··· Information

impl CommunicationSchedule {
    /// Validate interface pairing across the whole domain and compute the
    /// exchange order. Collective: every rank in the communicator must
    /// call this with its own interface list.
    pub fn build(
        interfaces: &[BoundaryInterface],
        communicator: &Communicator,
        policy: SchedulePolicy,
    ) -> Result<Self, ScheduleError> {
        check_cyclic_pairing(interfaces)?;

        let mut n_physical = 0usize;
        let mut local = Vec::new();
        let mut remote_ifaces: Vec<usize> = Vec::new();

        for (i, iface) in interfaces.iter().enumerate() {
            match iface.coupling() {
                Coupling::Physical => n_physical += 1,
                Coupling::Cyclic { .. } => local.push(i),
                Coupling::Processor {
                    neighb_proc, comm, ..
                } => {
                    if *comm != communicator.comm_id() {
                        return Err(ScheduleError::CommMismatch {
                            patch: iface.name().to_string(),
                            interface_comm: *comm,
                            communicator: communicator.comm_id(),
                        });
                    }
                    if *neighb_proc >= communicator.size() {
                        return Err(ScheduleError::RankOutOfRange {
                            patch: iface.name().to_string(),
                            neighb_proc: *neighb_proc,
                            size: communicator.size(),
                        });
                    }
                    remote_ifaces.push(i);
                }
            }
        }

        // Gather the directed process-adjacency edges so every rank sees
        // the same graph. Pairing errors must surface here, at build time,
        // never as a hang at communication time.
        let my_edges: Vec<f64> = remote_ifaces
            .iter()
            .map(|&i| interfaces[i].neighb_proc_no().unwrap() as f64)
            .collect();
        let all_edges = communicator.all_gather(my_edges);

        let size = communicator.size();
        let rank = communicator.rank();
        let mut pair_count = vec![vec![0usize; size]; size];
        for (from, neighbours) in all_edges.iter().enumerate() {
            for &to in neighbours {
                pair_count[from][to as usize] += 1;
            }
        }
        for iface in interfaces {
            if let Some(neighb) = iface.neighb_proc_no() {
                if pair_count[rank][neighb] != pair_count[neighb][rank] {
                    return Err(ScheduleError::UnpairedProcessor {
                        patch: iface.name().to_string(),
                        rank,
                        neighb_proc: neighb,
                    });
                }
            }
        }

        // Undirected edge list, one entry per distinct interface pair.
        // Multiple connections between the same two processes are listed
        // but not otherwise distinguished; that is a documented limitation
        // of the scheduled policy (callers disambiguate with tags and the
        // non-blocking policy).
        let mut edges: Vec<(usize, usize)> = Vec::new();
        let mut duplicate_connections = false;
        for lo in 0..size {
            for hi in (lo + 1)..size {
                let m = pair_count[lo][hi];
                if m > 1 {
                    duplicate_connections = true;
                }
                for _ in 0..m {
                    edges.push((lo, hi));
                }
            }
        }

        // Greedy edge colouring over the deterministically ordered edge
        // list: identical on every rank, at most one pair per process per
        // round.
        let mut edge_round = vec![0usize; edges.len()];
        let mut n_rounds = 0usize;
        {
            let mut busy: Vec<Vec<bool>> = Vec::new();
            for (e, &(lo, hi)) in edges.iter().enumerate() {
                let mut round = 0;
                loop {
                    if round == busy.len() {
                        busy.push(vec![false; size]);
                    }
                    if !busy[round][lo] && !busy[round][hi] {
                        busy[round][lo] = true;
                        busy[round][hi] = true;
                        edge_round[e] = round;
                        n_rounds = n_rounds.max(round + 1);
                        break;
                    }
                    round += 1;
                }
            }
        }

        // Map my interfaces onto my edges. Interfaces connecting the same
        // neighbour are matched to that pair's edges in index order on
        // both sides.
        let mut remote = Vec::with_capacity(remote_ifaces.len());
        let mut used = vec![false; edges.len()];
        for &i in &remote_ifaces {
            let neighb = interfaces[i].neighb_proc_no().unwrap();
            let (lo, hi) = (rank.min(neighb), rank.max(neighb));
            let e = edges
                .iter()
                .enumerate()
                .position(|(e, &pair)| pair == (lo, hi) && !used[e])
                .expect("edge list covers every validated interface");
            used[e] = true;
            remote.push(RemoteEntry {
                interface: i,
                round: edge_round[e],
                direction: if rank < neighb {
                    Direction::SendFirst
                } else {
                    Direction::RecvFirst
                },
            });
        }
        remote.sort_by_key(|entry| entry.round);

        log::debug!(
            "rank {}: schedule with {} physical, {} local, {} remote interfaces over {} rounds",
            rank,
            n_physical,
            local.len(),
            remote.len(),
            n_rounds
        );

        Ok(Self {
            policy,
            comm_id: communicator.comm_id(),
            local,
            remote,
            n_rounds,
            duplicate_connections,
        })
    }

    pub fn policy(&self) -> SchedulePolicy {
        self.policy
    }

    pub fn comm_id(&self) -> usize {
        self.comm_id
    }

    pub fn n_rounds(&self) -> usize {
        self.n_rounds
    }

    pub fn remote_entries(&self) -> &[RemoteEntry] {
        &self.remote
    }

    /// True when the scheduled policy cannot tell two connections between
    /// the same pair of processes apart.
    pub fn has_duplicate_connections(&self) -> bool {
        self.duplicate_connections
    }

    /// Exchange halo values for one field: returns the neighbour-side
    /// values per interface (`None` for physical patches).
    pub fn execute(
        &self,
        interfaces: &[BoundaryInterface],
        communicator: &Communicator,
        internal: &[f64],
    ) -> Result<Vec<Option<Vec<f64>>>, ScheduleError> {
        let mut halo: Vec<Option<Vec<f64>>> = vec![None; interfaces.len()];

        // Coupled-local interfaces: init/evaluate in one pass, no waiting.
        for &i in &self.local {
            if let Coupling::Cyclic { neighb_patch, .. } = interfaces[i].coupling() {
                let gathered = interfaces[*neighb_patch].interface_internal_field(internal)?;
                halo[i] = Some(gathered);
            }
        }

        match self.policy {
            SchedulePolicy::Scheduled => {
                for entry in &self.remote {
                    let iface = &interfaces[entry.interface];
                    match entry.direction {
                        Direction::SendFirst => {
                            iface.init_internal_field_transfer(
                                CommsType::Scheduled,
                                communicator,
                                internal,
                            )?;
                            halo[entry.interface] = Some(iface.internal_field_transfer(
                                CommsType::Scheduled,
                                communicator,
                                internal,
                            )?);
                        }
                        Direction::RecvFirst => {
                            halo[entry.interface] = Some(iface.internal_field_transfer(
                                CommsType::Scheduled,
                                communicator,
                                internal,
                            )?);
                            iface.init_internal_field_transfer(
                                CommsType::Scheduled,
                                communicator,
                                internal,
                            )?;
                        }
                    }
                }
            }
            SchedulePolicy::NonBlocking => {
                for entry in &self.remote {
                    interfaces[entry.interface].init_internal_field_transfer(
                        CommsType::NonBlocking,
                        communicator,
                        internal,
                    )?;
                }
                for entry in &self.remote {
                    halo[entry.interface] = Some(interfaces[entry.interface]
                        .internal_field_transfer(
                            CommsType::NonBlocking,
                            communicator,
                            internal,
                        )?);
                }
            }
        }

        Ok(halo)
    }
}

······

> [Exercise brief]: The data above, all of it, needs to be output exactly as written.

> [Answer to this task]:
impl CommunicationSchedule {
    /// Validate interface pairing across the whole domain and compute the
    /// exchange order. Collective: every rank in the communicator must
    /// call this with its own interface list.
    pub fn build(
        interfaces: &[BoundaryInterface],
        communicator: &Communicator,
        policy: SchedulePolicy,
    ) -> Result<Self, ScheduleError> {
        check_cyclic_pairing(interfaces)?;

        let mut n_physical = 0usize;
        let mut local = Vec::new();
        let mut remote_ifaces: Vec<usize> = Vec::new();

        for (i, iface) in interfaces.iter().enumerate() {
            match iface.coupling() {
                Coupling::Physical => n_physical += 1,
                Coupling::Cyclic { .. } => local.push(i),
                Coupling::Processor {
                    neighb_proc, comm, ..
                } => {
                    if *comm != communicator.comm_id() {
                        return Err(ScheduleError::CommMismatch {
                            patch: iface.name().to_string(),
                            interface_comm: *comm,
                            communicator: communicator.comm_id(),
                        });
                    }
                    if *neighb_proc >= communicator.size() {
                        return Err(ScheduleError::RankOutOfRange {
                            patch: iface.name().to_string(),
                            neighb_proc: *neighb_proc,
                            size: communicator.size(),
                        });
                    }
                    remote_ifaces.push(i);
                }
            }
        }

        // Gather the directed process-adjacency edges so every rank sees
        // the same graph. Pairing errors must surface here, at build time,
        // never as a hang at communication time.
        let my_edges: Vec<f64> = remote_ifaces
            .iter()
            .map(|&i| interfaces[i].neighb_proc_no().unwrap() as f64)
            .collect();
        let all_edges = communicator.all_gather(my_edges);

        let size = communicator.size();
        let rank = communicator.rank();
        let mut pair_count = vec![vec![0usize; size]; size];
        for (from, neighbours) in all_edges.iter().enumerate() {
            for &to in neighbours {
                pair_count[from][to as usize] += 1;
            }
        }
        for iface in interfaces {
            if let Some(neighb) = iface.neighb_proc_no() {
                if pair_count[rank][neighb] != pair_count[neighb][rank] {
                    return Err(ScheduleError::UnpairedProcessor {
                        patch: iface.name().to_string(),
                        rank,
                        neighb_proc: neighb,
                    });
                }
            }
        }

        // Undirected edge list, one entry per distinct interface pair.
        // Multiple connections between the same two processes are listed
        // but not otherwise distinguished; that is a documented limitation
        // of the scheduled policy (callers disambiguate with tags and the
        // non-blocking policy).
        let mut edges: Vec<(usize, usize)> = Vec::new();
        let mut duplicate_connections = false;
        for lo in 0..size {
            for hi in (lo + 1)..size {
                let m = pair_count[lo][hi];
                if m > 1 {
                    duplicate_connections = true;
                }
                for _ in 0..m {
                    edges.push((lo, hi));
                }
            }
        }

        // Greedy edge colouring over the deterministically ordered edge
        // list: identical on every rank, at most one pair per process per
        // round.
        let mut edge_round = vec![0usize; edges.len()];
        let mut n_rounds = 0usize;
        {
            let mut busy: Vec<Vec<bool>> = Vec::new();
            for (e, &(lo, hi)) in edges.iter().enumerate() {
                let mut round = 0;
                loop {
                    if round == busy.len() {
                        busy.push(vec![false; size]);
                    }
                    if !busy[round][lo] && !busy[round][hi] {
                        busy[round][lo] = true;
                        busy[round][hi] = true;
                        edge_round[e] = round;
                        n_rounds = n_rounds.max(round + 1);
                        break;
                    }
                    round += 1;
                }
            }
        }

        // Map my interfaces onto my edges. Interfaces connecting the same
        // neighbour are matched to that pair's edges in index order on
        // both sides.
        let mut remote = Vec::with_capacity(remote_ifaces.len());
        let mut used = vec![false; edges.len()];
        for &i in &remote_ifaces {
            let neighb = interfaces[i].neighb_proc_no().unwrap();
            let (lo, hi) = (rank.min(neighb), rank.max(neighb));
            let e = edges
                .iter()
                .enumerate()
                .position(|(e, &pair)| pair == (lo, hi) && !used[e])
                .expect("edge list covers every validated interface");
            used[e] = true;
            remote.push(RemoteEntry {
                interface: i,
                round: edge_round[e],
                direction: if rank < neighb {
                    Direction::SendFirst
                } else {
                    Direction::RecvFirst
                },
            });
        }
        remote.sort_by_key(|entry| entry.round);

        log::debug!(
            "rank {}: schedule with {} physical, {} local, {} remote interfaces over {} rounds",
            rank,
            n_physical,
            local.len(),
            remote.len(),
            n_rounds
        );

        Ok(Self {
            policy,
            comm_id: communicator.comm_id(),
            local,
            remote,
            n_rounds,
            duplicate_connections,
        })
    }

    pub fn policy(&self) -> SchedulePolicy {
        self.policy
    }

    pub fn comm_id(&self) -> usize {
        self.comm_id
    }

    pub fn n_rounds(&self) -> usize {
        self.n_rounds
    }

    pub fn remote_entries(&self) -> &[RemoteEntry] {
        &self.remote
    }

    /// True when the scheduled policy cannot tell two connections between
    /// the same pair of processes apart.
    pub fn has_duplicate_connections(&self) -> bool {
        self.duplicate_connections
    }

    /// Exchange halo values for one field: returns the neighbour-side
    /// values per interface (`None` for physical patches).
    pub fn execute(
        &self,
        interfaces: &[BoundaryInterface],
        communicator: &Communicator,
        internal: &[f64],
    ) -> Result<Vec<Option<Vec<f64>>>, ScheduleError> {
        let mut halo: Vec<Option<Vec<f64>>> = vec![None; interfaces.len()];

        // Coupled-local interfaces: init/evaluate in one pass, no waiting.
        for &i in &self.local {
            if let Coupling::Cyclic { neighb_patch, .. } = interfaces[i].coupling() {
                let gathered = interfaces[*neighb_patch].interface_internal_field(internal)?;
                halo[i] = Some(gathered);
            }
        }

        match self.policy {
            SchedulePolicy::Scheduled => {
                for entry in &self.remote {
                    let iface = &interfaces[entry.interface];
                    match entry.direction {
                        Direction::SendFirst => {
                            iface.init_internal_field_transfer(
                                CommsType::Scheduled,
                                communicator,
                                internal,
                            )?;
                            halo[entry.interface] = Some(iface.internal_field_transfer(
                                CommsType::Scheduled,
                                communicator,
                                internal,
                            )?);
                        }
                        Direction::RecvFirst => {
                            halo[entry.interface] = Some(iface.internal_field_transfer(
                                CommsType::Scheduled,
                                communicator,
                                internal,
                            )?);
                            iface.init_internal_field_transfer(
                                CommsType::Scheduled,
                                communicator,
                                internal,
                            )?;
                        }
                    }
                }
            }
            SchedulePolicy::NonBlocking => {
                for entry in &self.remote {
                    interfaces[entry.interface].init_internal_field_transfer(
                        CommsType::NonBlocking,
                        communicator,
                        internal,
                    )?;
                }
                for entry in &self.remote {
                    halo[entry.interface] = Some(interfaces[entry.interface]
                        .internal_field_transfer(
                            CommsType::NonBlocking,
                            communicator,
                            internal,
                        )?);
                }
            }
        }

        Ok(halo)
    }
}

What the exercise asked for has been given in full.